Go Craig Go – Craigslist is a winner
Craigslist became a winner and created a loser at the same time
Craigslist’s lean and profitable operation with free public postings smells like success
What started off as an email list notifying friends of San Francisco events nearly a decade ago has led to a multi-million profitable company with a lean staff and a user-friendly website that has eviscerated much of its competition.
Craigslist is a listing of local classifieds and forums that are offered free. No longer do you have to drive to a local newspaper or call them to place a classified ad and pay by the word or line to sell your litter of puppies. In fact, you can do it yourself and just about anywhere. There are many reasons why Craigslist is a winner. The obviously one is that it’s revenue has continued to increase from about $9 million in 2004 to $335 million in 2014, according to AIM Group, an advertising consulting group.
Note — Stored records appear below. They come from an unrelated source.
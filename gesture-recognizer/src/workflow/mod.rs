//! Workflow Module
//!
//! Drives the full pipeline one tick at a time, from pointer samples to
//! gated recognition results, and replays recorded input.

pub mod session;
pub mod replay;

pub use session::{GestureSession, SessionStats, TickOutcome};
pub use replay::InputScript;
It’s primary source of revenue is from job listings, which it gets more than one million each month. In San Francisco it charges $75 per listing and in cities like Boston it charges $25 per ad. In 2014 it also increased revenue by charging auto dealers $5 per classified advertising post.
The other reason Craigslist is a winner is its value creation. The product is fast and easy to use and hasn’t changed much over time, which actually is a strength. That predictability leads to loyalty. Emotionally people like the idea of it being free and that they can place an ad to find a partner or to sell their old couch in a matter of minutes. Craigslist creator Craig Newmark purposely shied away from putting text ads in front of users because he believed users enjoy the sense of community and the ad-free experience.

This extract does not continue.